TASK DATA: Begin

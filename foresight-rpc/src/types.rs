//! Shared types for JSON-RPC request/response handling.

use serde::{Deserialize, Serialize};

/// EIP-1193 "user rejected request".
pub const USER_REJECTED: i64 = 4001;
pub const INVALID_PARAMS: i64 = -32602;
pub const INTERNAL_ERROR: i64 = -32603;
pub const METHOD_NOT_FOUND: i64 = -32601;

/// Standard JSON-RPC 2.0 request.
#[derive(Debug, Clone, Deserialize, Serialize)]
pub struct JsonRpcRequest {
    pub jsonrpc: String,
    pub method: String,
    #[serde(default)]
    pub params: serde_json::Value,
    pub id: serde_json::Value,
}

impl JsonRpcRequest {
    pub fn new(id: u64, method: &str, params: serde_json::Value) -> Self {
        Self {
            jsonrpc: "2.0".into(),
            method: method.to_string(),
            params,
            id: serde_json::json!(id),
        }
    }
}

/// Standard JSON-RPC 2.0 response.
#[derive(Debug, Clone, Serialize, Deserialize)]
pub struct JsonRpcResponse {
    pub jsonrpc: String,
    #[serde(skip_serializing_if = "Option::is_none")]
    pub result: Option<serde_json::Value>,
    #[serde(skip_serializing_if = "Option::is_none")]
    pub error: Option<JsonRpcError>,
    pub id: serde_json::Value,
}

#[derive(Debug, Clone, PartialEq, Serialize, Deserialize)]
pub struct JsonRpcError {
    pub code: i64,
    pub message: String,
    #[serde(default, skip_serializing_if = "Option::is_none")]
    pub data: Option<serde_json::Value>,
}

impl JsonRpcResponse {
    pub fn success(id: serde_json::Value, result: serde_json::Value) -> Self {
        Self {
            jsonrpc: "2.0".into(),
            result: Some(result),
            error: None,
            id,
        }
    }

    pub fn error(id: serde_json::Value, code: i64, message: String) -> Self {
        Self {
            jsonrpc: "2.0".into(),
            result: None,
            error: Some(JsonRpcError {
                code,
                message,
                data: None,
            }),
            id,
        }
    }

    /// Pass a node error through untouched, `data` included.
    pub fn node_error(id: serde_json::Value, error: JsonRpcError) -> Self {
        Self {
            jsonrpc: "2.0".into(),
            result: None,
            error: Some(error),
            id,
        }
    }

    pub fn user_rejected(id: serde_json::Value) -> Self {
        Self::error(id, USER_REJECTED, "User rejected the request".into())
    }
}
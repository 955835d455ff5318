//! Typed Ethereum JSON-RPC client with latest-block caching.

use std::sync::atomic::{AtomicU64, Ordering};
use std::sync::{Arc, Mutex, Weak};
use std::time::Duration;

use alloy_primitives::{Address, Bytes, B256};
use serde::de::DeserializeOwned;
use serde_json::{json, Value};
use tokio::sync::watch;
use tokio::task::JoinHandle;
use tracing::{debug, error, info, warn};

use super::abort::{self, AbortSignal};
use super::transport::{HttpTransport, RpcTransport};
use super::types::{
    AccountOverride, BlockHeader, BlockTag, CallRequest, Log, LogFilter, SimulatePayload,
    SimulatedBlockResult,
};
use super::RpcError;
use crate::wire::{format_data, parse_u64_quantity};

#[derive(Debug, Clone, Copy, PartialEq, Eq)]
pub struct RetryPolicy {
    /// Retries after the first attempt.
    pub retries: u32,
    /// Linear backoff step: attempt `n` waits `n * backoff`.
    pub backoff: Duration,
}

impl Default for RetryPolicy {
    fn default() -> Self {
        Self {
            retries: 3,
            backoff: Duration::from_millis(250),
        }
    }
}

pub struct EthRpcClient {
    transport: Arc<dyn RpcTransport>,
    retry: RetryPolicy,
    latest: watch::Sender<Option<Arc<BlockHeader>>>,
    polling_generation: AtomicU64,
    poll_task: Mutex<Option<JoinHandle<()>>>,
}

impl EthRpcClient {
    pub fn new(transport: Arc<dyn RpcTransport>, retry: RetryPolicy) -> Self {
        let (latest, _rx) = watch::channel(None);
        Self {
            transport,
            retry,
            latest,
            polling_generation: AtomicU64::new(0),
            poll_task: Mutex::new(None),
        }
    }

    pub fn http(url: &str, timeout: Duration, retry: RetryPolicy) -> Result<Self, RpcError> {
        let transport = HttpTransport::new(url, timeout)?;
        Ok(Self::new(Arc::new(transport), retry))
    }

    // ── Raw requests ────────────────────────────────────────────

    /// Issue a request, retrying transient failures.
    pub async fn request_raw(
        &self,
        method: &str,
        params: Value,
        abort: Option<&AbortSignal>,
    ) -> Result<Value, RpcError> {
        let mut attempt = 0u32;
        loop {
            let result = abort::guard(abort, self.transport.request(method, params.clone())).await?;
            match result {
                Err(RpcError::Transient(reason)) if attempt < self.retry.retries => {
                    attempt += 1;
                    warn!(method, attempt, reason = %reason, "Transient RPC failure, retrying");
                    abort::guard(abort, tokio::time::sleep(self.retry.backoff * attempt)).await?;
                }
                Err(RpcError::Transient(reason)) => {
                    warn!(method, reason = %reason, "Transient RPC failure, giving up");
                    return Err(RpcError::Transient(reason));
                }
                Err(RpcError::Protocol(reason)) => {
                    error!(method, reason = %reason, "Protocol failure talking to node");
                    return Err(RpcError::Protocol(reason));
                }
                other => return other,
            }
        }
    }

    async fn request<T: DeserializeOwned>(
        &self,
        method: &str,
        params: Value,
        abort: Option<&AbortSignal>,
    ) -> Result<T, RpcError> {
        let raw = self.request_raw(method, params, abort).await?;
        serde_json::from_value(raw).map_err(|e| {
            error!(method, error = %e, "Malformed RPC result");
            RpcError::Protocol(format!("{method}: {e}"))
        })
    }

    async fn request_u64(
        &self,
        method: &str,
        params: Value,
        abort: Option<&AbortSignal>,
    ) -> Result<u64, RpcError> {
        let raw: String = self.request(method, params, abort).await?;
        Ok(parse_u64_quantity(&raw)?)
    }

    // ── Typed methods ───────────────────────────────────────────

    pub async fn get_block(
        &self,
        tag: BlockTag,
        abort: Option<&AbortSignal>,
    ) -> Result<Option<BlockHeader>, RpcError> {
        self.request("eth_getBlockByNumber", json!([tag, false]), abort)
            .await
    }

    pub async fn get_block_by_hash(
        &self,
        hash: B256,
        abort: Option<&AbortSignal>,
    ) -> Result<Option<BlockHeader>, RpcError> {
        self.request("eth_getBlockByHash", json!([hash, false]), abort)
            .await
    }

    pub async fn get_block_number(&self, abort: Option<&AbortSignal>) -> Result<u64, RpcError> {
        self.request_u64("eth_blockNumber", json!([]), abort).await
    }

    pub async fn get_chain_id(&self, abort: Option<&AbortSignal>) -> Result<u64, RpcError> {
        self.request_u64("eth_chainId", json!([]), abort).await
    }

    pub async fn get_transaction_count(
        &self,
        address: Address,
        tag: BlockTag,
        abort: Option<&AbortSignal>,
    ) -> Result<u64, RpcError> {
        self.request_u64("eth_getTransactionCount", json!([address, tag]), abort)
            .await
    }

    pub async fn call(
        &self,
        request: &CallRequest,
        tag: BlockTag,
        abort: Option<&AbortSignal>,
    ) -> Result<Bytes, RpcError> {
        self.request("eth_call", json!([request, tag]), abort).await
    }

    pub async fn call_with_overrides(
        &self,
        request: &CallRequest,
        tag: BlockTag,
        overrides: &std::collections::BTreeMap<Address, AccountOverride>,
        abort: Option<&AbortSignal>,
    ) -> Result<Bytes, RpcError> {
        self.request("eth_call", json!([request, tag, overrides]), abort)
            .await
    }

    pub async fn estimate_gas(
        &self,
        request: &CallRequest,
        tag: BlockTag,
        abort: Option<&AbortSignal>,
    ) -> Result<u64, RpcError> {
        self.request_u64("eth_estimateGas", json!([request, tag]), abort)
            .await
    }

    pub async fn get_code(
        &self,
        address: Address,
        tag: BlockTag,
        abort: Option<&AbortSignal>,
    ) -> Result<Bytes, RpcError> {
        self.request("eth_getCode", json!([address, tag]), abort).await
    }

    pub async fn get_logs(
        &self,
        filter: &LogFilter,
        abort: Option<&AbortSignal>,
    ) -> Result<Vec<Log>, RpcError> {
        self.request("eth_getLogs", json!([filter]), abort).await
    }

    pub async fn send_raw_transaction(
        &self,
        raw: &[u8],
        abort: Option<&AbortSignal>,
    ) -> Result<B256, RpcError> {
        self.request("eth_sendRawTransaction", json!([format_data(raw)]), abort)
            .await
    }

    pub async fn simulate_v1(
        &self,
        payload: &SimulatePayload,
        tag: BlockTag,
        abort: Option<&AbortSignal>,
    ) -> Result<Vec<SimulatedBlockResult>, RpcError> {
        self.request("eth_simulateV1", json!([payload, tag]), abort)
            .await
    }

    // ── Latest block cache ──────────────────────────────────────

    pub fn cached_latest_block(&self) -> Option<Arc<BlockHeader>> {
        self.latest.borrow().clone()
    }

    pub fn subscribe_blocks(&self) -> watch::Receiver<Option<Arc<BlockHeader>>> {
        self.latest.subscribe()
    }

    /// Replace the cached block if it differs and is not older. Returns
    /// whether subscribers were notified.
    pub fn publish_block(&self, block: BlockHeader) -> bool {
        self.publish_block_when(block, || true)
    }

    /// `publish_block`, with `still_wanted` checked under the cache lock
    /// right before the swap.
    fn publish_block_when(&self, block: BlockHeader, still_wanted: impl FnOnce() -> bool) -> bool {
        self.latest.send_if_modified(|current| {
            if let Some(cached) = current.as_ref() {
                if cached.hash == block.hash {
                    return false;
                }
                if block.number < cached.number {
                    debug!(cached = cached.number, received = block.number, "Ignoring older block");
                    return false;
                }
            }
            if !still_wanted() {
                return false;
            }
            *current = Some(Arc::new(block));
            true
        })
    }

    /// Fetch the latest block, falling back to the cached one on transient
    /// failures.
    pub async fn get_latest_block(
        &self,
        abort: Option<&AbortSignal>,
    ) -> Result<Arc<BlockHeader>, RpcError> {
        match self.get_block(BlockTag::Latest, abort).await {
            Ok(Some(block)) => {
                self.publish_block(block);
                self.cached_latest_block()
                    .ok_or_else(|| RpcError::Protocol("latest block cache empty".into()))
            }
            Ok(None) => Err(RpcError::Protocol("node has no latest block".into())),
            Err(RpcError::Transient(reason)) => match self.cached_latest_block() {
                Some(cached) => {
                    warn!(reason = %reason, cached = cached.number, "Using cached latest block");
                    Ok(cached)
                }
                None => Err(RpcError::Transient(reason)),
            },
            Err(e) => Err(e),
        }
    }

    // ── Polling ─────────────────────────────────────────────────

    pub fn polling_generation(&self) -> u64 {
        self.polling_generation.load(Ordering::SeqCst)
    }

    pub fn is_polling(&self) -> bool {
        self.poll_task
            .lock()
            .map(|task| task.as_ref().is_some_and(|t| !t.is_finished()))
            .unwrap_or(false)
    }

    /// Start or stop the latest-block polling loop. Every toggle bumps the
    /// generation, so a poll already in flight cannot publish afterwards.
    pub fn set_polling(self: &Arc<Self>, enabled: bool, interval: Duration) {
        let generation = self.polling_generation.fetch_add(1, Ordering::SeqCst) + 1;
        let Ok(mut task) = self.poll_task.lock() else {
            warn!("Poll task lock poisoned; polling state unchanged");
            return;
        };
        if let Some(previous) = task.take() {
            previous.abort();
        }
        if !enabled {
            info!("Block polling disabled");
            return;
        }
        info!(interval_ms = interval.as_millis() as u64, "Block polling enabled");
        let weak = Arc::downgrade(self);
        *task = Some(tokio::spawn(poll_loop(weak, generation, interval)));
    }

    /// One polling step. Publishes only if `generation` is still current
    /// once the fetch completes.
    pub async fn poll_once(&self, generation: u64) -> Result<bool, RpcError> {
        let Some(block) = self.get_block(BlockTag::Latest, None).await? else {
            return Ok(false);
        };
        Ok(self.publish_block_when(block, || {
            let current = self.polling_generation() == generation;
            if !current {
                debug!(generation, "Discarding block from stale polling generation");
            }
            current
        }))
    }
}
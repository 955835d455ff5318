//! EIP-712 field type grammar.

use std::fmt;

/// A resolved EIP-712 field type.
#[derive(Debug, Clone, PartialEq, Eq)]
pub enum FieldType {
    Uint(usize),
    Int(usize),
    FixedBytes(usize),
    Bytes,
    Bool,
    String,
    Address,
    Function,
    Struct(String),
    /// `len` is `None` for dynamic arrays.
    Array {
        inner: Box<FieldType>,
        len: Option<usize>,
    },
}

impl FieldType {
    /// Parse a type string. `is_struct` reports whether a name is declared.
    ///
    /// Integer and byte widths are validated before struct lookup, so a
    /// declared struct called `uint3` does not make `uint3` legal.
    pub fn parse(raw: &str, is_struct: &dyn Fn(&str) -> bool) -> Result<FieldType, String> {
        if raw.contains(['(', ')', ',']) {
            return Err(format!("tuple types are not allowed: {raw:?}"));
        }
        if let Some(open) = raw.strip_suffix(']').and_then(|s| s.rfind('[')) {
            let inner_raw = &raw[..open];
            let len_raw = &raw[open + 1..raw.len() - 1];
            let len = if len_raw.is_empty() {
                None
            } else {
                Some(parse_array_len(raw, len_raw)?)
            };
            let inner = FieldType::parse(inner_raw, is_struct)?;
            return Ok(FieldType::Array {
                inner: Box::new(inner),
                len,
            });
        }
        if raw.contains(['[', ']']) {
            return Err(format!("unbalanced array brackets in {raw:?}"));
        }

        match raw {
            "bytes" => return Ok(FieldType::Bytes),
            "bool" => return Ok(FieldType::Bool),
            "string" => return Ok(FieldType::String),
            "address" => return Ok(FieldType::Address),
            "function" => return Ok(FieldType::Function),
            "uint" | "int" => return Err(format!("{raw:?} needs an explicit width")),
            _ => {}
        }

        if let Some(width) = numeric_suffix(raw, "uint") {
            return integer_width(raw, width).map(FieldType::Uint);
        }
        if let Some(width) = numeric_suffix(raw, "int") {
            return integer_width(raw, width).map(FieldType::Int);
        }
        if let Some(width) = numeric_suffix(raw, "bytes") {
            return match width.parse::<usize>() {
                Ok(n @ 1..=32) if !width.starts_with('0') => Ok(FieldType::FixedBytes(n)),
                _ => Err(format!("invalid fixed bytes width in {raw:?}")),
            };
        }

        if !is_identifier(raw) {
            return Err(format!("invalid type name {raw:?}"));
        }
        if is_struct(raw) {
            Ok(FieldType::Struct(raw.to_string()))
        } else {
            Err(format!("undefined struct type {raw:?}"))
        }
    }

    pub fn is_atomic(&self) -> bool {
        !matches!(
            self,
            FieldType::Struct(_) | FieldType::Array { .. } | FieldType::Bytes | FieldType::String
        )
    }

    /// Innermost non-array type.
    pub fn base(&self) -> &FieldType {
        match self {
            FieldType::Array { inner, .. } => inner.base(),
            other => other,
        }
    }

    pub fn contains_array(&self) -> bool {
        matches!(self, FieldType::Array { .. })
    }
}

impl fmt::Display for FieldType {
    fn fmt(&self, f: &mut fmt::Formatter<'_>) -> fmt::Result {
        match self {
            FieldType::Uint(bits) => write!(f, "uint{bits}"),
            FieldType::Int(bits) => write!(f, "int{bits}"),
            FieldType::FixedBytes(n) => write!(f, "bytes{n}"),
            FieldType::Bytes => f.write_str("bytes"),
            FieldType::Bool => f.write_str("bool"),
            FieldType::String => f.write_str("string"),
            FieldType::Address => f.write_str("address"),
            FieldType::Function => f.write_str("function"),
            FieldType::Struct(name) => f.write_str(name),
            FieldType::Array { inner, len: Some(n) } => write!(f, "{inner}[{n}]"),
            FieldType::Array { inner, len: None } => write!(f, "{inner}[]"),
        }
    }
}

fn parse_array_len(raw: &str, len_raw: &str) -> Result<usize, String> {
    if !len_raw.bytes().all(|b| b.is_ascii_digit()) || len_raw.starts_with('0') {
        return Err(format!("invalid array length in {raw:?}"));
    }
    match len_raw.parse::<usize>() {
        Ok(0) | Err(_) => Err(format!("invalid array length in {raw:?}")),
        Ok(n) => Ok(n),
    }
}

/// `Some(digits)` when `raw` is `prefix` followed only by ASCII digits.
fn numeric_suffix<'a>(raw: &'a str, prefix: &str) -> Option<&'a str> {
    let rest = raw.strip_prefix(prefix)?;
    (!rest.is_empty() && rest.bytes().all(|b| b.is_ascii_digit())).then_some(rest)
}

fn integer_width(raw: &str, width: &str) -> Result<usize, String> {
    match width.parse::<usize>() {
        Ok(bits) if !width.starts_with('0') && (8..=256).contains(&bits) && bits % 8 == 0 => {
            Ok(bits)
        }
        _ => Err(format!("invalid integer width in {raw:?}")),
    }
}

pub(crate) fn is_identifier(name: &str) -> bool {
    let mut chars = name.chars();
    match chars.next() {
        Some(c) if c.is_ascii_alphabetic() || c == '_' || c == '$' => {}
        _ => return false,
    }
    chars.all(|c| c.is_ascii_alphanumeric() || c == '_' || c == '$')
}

TASK DATA: End

## EXERCISE DIRECTIONS
Write out exactly the lines that run from the one containing "Some(c) if c.is_ascii_alphabetic()" to the end of the records, both end lines included.

## RESPONSE
        Some(c) if c.is_ascii_alphabetic() || c == '_' || c == '$' => {}
        _ => return false,
    }
    chars.all(|c| c.is_ascii_alphanumeric() || c == '_' || c == '$')
}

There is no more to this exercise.